Now, Udwin is chief executive of Think Equal, an education programme that seeks to “end the discriminatory mindset and cycle of violence across our world” by creating a new school subject that fosters social and emotional learning from the earliest years.

The man quoted above, whose matterof-fact contemplation of violence against a hypothetical female relative, was a defence lawyer for perpetrators of Jyoti Singh’s rape and murder. On 16 December 2012, she had been on a night out with a male friend to see the film Life of Pi, after which they boarded a private bus. Six men on the vehicle raped her and beat her friend. On 29 December, Jyoti died of her horrific injuries.

The blame that the lawyer - and another defence lawyer who said “in our culture, there’s no place for a woman” - attached to Jyoti is proof, says Udwin, that education is no guarantee against barbaric attitudes.

During an exclusive interview with Tes Scotland in Edinburgh, prior to a showing of her film India’s Daughter, Udwin, recalls that the “commonality” in the rapists’ backgrounds was their lack of education, with only one having finished secondary school. “Then I realised that’s bullshit,” she says. “It’s nothing to do with access to education, because here are these lawyers who are eminently well educated, [with] the highest, finest degrees in the land.” She describes the lawyers as “worse than the rapists” because they shared the assailants’ disturbing views about women, but also carried great influence.

Udwin sees violence as being rife throughout the world, inflicted by people who see no value in their victims’ lives, whether they be perpetrators of genocide or a man she interviewed who said he had raped a five-year-old because “she was a beggar girl - her life had no value”. The two-and-a-half years spent making the film gave Udwin “absolute clarity” that the men who attacked Jyoti and showed no signs of remorse, and others like them, “are programmed by society to think as they think” by values learnt at a very early age.

Neuroscientific basis

Think Equal starts with pre-school education, from ages 3 to 5. This, she says, is when “the development of the human character takes place” - according to neuroscientists. Yet, around the world, “we’ve been treating those as years to be babysat”.

Udwin says education systems around the world are still largely designed to suit the utilitarian demands of the industrial revolution. “We live in a world which teaches that the main purpose of life is accumulation of wealth - all we’re doing as an education system is preparing our children for the labour market,” she says. “The purpose of education should be to prepare our children for life - to ensure they don’t get addicted to substances, don’t commit suicide, don’t abuse each other, don’t exclude and fear those who are different.”

An education system more focused on values, Udwin believes, is essential to inoculate humans against their tendency to violence. “How can we deem it compulsory for children to learn maths, but optional for a child to learn how to value another human being?” she asks.

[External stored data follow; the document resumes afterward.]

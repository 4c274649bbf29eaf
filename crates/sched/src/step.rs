use std::time::Duration;

const NANOS_PER_SEC: u128 = 1_000_000_000;

/// Fixed-period accumulator for cooperative event loops.
///
/// Feed it frame deltas; it reports whether a tick is due. When several
/// periods have elapsed since the last tick (a slow frame, or a tick slower
/// than the period) only one tick is reported and the rest are discarded.
#[derive(Debug, Clone)]
pub struct FixedStep {
    interval: Duration,
    accumulator: Duration,
    dropped: u64,
}

impl FixedStep {
    /// `interval` must be non-zero.
    pub fn new(interval: Duration) -> Self {
        assert!(!interval.is_zero(), "tick interval must be positive");
        Self {
            interval,
            accumulator: Duration::ZERO,
            dropped: 0,
        }
    }

    pub fn interval(&self) -> Duration {
        self.interval
    }

    /// Account for `dt` of wall time. Returns true if a tick should run now.
    pub fn advance(&mut self, dt: Duration) -> bool {
        self.accumulator = self.accumulator.saturating_add(dt);
        if self.accumulator < self.interval {
            return false;
        }
        let due = u64::try_from(self.accumulator.as_nanos() / self.interval.as_nanos())
            .unwrap_or(u64::MAX);
        self.dropped = self.dropped.saturating_add(due - 1);
        let rest = self.accumulator.as_nanos() % self.interval.as_nanos();
        self.accumulator = Duration::new(
            (rest / NANOS_PER_SEC) as u64,
            (rest % NANOS_PER_SEC) as u32,
        );
        if due > 1 {
            tracing::trace!(coalesced = due - 1, "dropping backlog ticks");
        }
        true
    }

    /// Ticks discarded by coalescing so far.
    pub fn dropped(&self) -> u64 {
        self.dropped
    }

    /// Time accumulated toward the next tick.
    pub fn pending(&self) -> Duration {
        self.accumulator
    }
}

#[cfg(test)]
mod tests {
    use super::*;

    #[test]
    fn not_due_before_interval() {
        let mut s = FixedStep::new(Duration::from_millis(500));
        assert!(!s.advance(Duration::from_millis(200)));
        assert!(!s.advance(Duration::from_millis(200)));
        assert!(s.advance(Duration::from_millis(200)));
        assert_eq!(s.pending(), Duration::from_millis(100));
    }

    #[test]
    fn backlog_coalesces_to_one_tick() {
        let mut s = FixedStep::new(Duration::from_millis(100));
        assert!(s.advance(Duration::from_millis(350)));
        assert_eq!(s.dropped(), 2);
        assert_eq!(s.pending(), Duration::from_millis(50));
        // The dropped periods are not replayed on the next frame.
        assert!(!s.advance(Duration::from_millis(10)));
    }

    #[test]
    fn exact_interval_is_due() {
        let mut s = FixedStep::new(Duration::from_millis(16));
        assert!(s.advance(Duration::from_millis(16)));
        assert_eq!(s.pending(), Duration::ZERO);
        assert_eq!(s.dropped(), 0);
    }

    #[test]
    fn huge_interval_accumulates_without_overflow() {
        let mut s = FixedStep::new(Duration::MAX);
        assert!(!s.advance(Duration::from_secs(u64::MAX / 2)));
        assert!(s.advance(Duration::MAX));
        assert_eq!(s.pending(), Duration::ZERO);
        assert_eq!(s.dropped(), 0);
    }

    #[test]
    #[should_panic(expected = "tick interval must be positive")]
    fn zero_interval_panics() {
        FixedStep::new(Duration::ZERO);
    }
}
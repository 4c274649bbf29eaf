/// Errors raised by the grid and engine.
#[derive(Debug, Clone, PartialEq, thiserror::Error)]
pub enum LifeError {
    /// A coordinate outside `[0, size)` on either axis.
    #[error("cell ({x}, {y}) is outside the {size}x{size} grid")]
    OutOfBounds { x: i32, y: i32, size: usize },
    /// Construction parameters that cannot produce a usable grid.
    #[error("invalid configuration: {0}")]
    InvalidConfiguration(String),
}

impl LifeError {
    pub fn invalid(msg: impl Into<String>) -> Self {
        Self::InvalidConfiguration(msg.into())
    }
}

#[cfg(test)]
mod tests {
    use super::*;

    #[test]
    fn out_of_bounds_message_names_cell_and_size() {
        let e = LifeError::OutOfBounds { x: -1, y: 3, size: 10 };
        let msg = e.to_string();
        assert!(msg.contains("(-1, 3)"));
        assert!(msg.contains("10x10"));
    }

    #[test]
    fn invalid_helper() {
        assert_eq!(
            LifeError::invalid("gridSize must be positive"),
            LifeError::InvalidConfiguration("gridSize must be positive".into())
        );
    }
}
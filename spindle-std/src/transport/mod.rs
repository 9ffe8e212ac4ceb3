//! Transport implementations.
//!
//! - [`ChannelTransport`] - in-process, driven through a [`ChannelHandle`]
//! - [`TcpTransport`] - newline-delimited JSON frames over TCP

pub mod channel;
pub mod tcp;
pub mod wire;

pub use channel::{ChannelHandle, ChannelTransport, SentMessage, channel_transport};
pub use tcp::TcpTransport;
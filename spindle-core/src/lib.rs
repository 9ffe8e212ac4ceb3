//! # spindle-core
//!
//! Core types and collaborator traits for the spindle event worker.
//!
//! This crate has minimal dependencies and is designed to be imported by
//! plugins that only need to describe hooks, without pulling in the worker.
//!
//! # Collaborators
//!
//! The worker sits between two collaborators it only knows by contract:
//!
//! - [`Transport`] - delivers [`Event`]s and carries replies back through a
//!   [`ReplySink`]
//! - [`HookRegistry`] - maps command names and lifecycle [`EventType`]s to
//!   [`HookEntry`]s and launches them
//!
//! # Scoping
//!
//! Every hook runs inside an [`EventContext`], created by an
//! [`InvocationScope`] on the thread that executes the hook body. A context
//! binds a [`Session`] for hooks that declare [`HookArg::Db`] and releases it
//! on the same thread.
//!
//! # Error Types
//!
//! - [`SpindleError`] - Top-level error type
//! - [`ConfigurationError`] - Misuse; always propagated
//! - [`HookError`] - Hook failures; isolated per invocation
//! - [`TransportError`] - Connection failures; fatal

#![deny(clippy::wildcard_imports)]
#![warn(missing_docs)]

mod context;
mod error;
mod event;
mod hook;
mod registry;
mod scope;
mod session;
mod transport;

// Re-exports
pub use context::{ContextState, EventContext, EventPayload};
pub use error::{
    BoxError, ConfigurationError, ContextError, HookError, SpindleError, TransportError,
};
pub use event::{Event, EventType, Server, TextMessage};
pub use hook::{Hook, HookArg, HookDescriptor, HookEntry, Trigger};
pub use registry::{CommandTable, HookRegistry, RoundReport};
pub use scope::InvocationScope;
pub use session::{NoSessions, Session, SessionFactory};
pub use transport::{ReplySink, Transport};
//! The local tick schedule.

use std::time::Duration;
use tokio::time::Instant;

/// When the next timer round is due.
///
/// The schedule is re-armed after each round completes, so `interval` is a
/// floor on the spacing between rounds. Missed ticks are not caught up.
#[derive(Debug)]
pub struct TimerSchedule {
    interval: Duration,
    next: Option<Instant>,
    ticks: u64,
}

impl TimerSchedule {
    /// A disarmed schedule.
    pub fn new(interval: Duration) -> Self {
        Self {
            interval,
            next: None,
            ticks: 0,
        }
    }

    /// Schedule the next round one interval from now.
    pub fn arm(&mut self) {
        self.next = Some(Instant::now() + self.interval);
    }

    /// When the next round is due, if armed.
    pub fn deadline(&self) -> Option<Instant> {
        self.next
    }

    /// Disarm and return the 1-based number of the round that is due.
    pub fn fire(&mut self) -> u64 {
        self.next = None;
        self.ticks += 1;
        self.ticks
    }

    /// Number of rounds fired so far.
    pub fn ticks(&self) -> u64 {
        self.ticks
    }

    /// Spacing between rounds.
    pub fn interval(&self) -> Duration {
        self.interval
    }
}
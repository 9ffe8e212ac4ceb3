//! Registry building and lifecycle rounds.

use spindle_std::registry::PluginRegistry;
use spindle_std::spindle_core::{
    BoxError, ConfigurationError, EventContext, EventPayload, EventType, HookDescriptor,
    HookRegistry, InvocationScope, Server,
};
use spindle_std::testing::{PanickingHook, Recorder};
use std::sync::Arc;

fn noop(_ctx: &mut EventContext) -> Result<(), BoxError> {
    Ok(())
}

#[test]
fn test_lifecycle_hooks_keep_registration_order() {
    let recorder = Recorder::new();
    let registry = PluginRegistry::builder()
        .register(HookDescriptor::event("t1", EventType::Timer), recorder.hook())
        .register(HookDescriptor::command("ping"), recorder.hook())
        .register(HookDescriptor::event("r1", EventType::Ready), recorder.hook())
        .register(HookDescriptor::event("t2", EventType::Timer), recorder.hook())
        .build()
        .unwrap();

    let names: Vec<_> = registry
        .hooks_by_event(EventType::Timer)
        .iter()
        .map(|h| h.name().to_string())
        .collect();
    assert_eq!(names, vec!["t1", "t2"]);
    assert_eq!(registry.command_hooks().len(), 1);
    assert_eq!(registry.len(), 4);
}

#[test]
fn test_rejects_threaded_lifecycle_hook() {
    let err = PluginRegistry::builder()
        .register_fn(
            HookDescriptor::event("warmup", EventType::Ready).threaded(true),
            noop,
        )
        .build()
        .err()
        .unwrap();

    assert_eq!(err, ConfigurationError::ThreadedLifecycleHook("warmup".into()));
}

#[test]
fn test_rejects_duplicate_alias() {
    let err = PluginRegistry::builder()
        .register_fn(HookDescriptor::command("roll"), noop)
        .register_fn(HookDescriptor::command("dice").alias("roll"), noop)
        .build()
        .err()
        .unwrap();

    assert_eq!(err, ConfigurationError::DuplicateCommand("roll".into()));
}

#[test]
fn test_help_is_registered_as_command() {
    let registry = PluginRegistry::builder()
        .register_fn(HookDescriptor::command("ping"), noop)
        .with_help("help")
        .build()
        .unwrap();

    let table = registry.command_table().unwrap();
    assert_eq!(table.names(), vec!["help", "ping"]);
    assert!(!table.get("help").unwrap().descriptor().is_threaded());
}

#[test]
fn test_add_server_dedups() {
    let registry = PluginRegistry::builder().build().unwrap();
    registry.add_server(&Server::new("1", "one"));
    registry.add_server(&Server::new("1", "one again"));
    registry.add_server(&Server::new("2", "two"));

    let ids: Vec<_> = registry.servers().into_iter().map(|s| s.id).collect();
    assert_eq!(ids, vec!["1", "2"]);
}

#[test]
fn test_round_survives_panicking_hook() {
    let recorder = Recorder::new();
    let registry = Arc::new(
        PluginRegistry::builder()
            .register(HookDescriptor::event("t1", EventType::Timer), recorder.hook())
            .register(HookDescriptor::event("boom", EventType::Timer), PanickingHook("boom"))
            .register(HookDescriptor::event("t3", EventType::Timer), recorder.hook())
            .build()
            .unwrap(),
    );

    let report = registry.launch_hooks_by_event(
        EventType::Timer,
        &EventPayload::Timer { tick: 1 },
        &InvocationScope::default(),
    );

    assert_eq!(report.ran, 3);
    assert_eq!(report.failures.len(), 1);
    assert_eq!(report.failures[0].hook(), "boom");
    assert_eq!(recorder.names(), vec!["t1", "t3"]);
}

The programme, which her organisation provides for free, was launched in Sri Lanka, where it has been made mandatory. Local policymakers in the country, says Udwin, calculate that the cost of the rollout in 19,500 schools will be the same as the cost of supporting 150 victims of domestic violence.

Pilots are also underway in Argentina, Botswana, Canada, India, Kenya and Singapore. Meanwhile, high-profile patrons include Malawi’s first female president, Joyce Banda, and Hollywood actress Meryl Streep.

Now, having heard about Scotland’s focus on the early years, Udwin finds herself in Edinburgh, preparing for a meeting with equalities secretary Angela Constance.

Constance later tells us that she welcomed the opportunity to meet Udwin. Violence against women, she said, was “a grievous violation of human rights” and the Scottish government was committed to tackling it. She added: “We know that education is critical to changing the attitudes and we are investing nearly £600,000 of funding to support the expansion of the Rape Crisis Scotland sexual violence prevention work in schools into an additional 11 local authorities.”

“Scotland will be the first country [to launch Think Equal] in Europe - I’m determined - and it deserves to be, because it really is enlightened,” says Udwin. The danger, she fears, is that Western countries are blind to the endemic violence in their midst. This is an “arrogant and complacent” attitude, says Udwin, as these nations, too, send insidious messages to children from an early age through, for example, the gender and power imbalance in politics and business.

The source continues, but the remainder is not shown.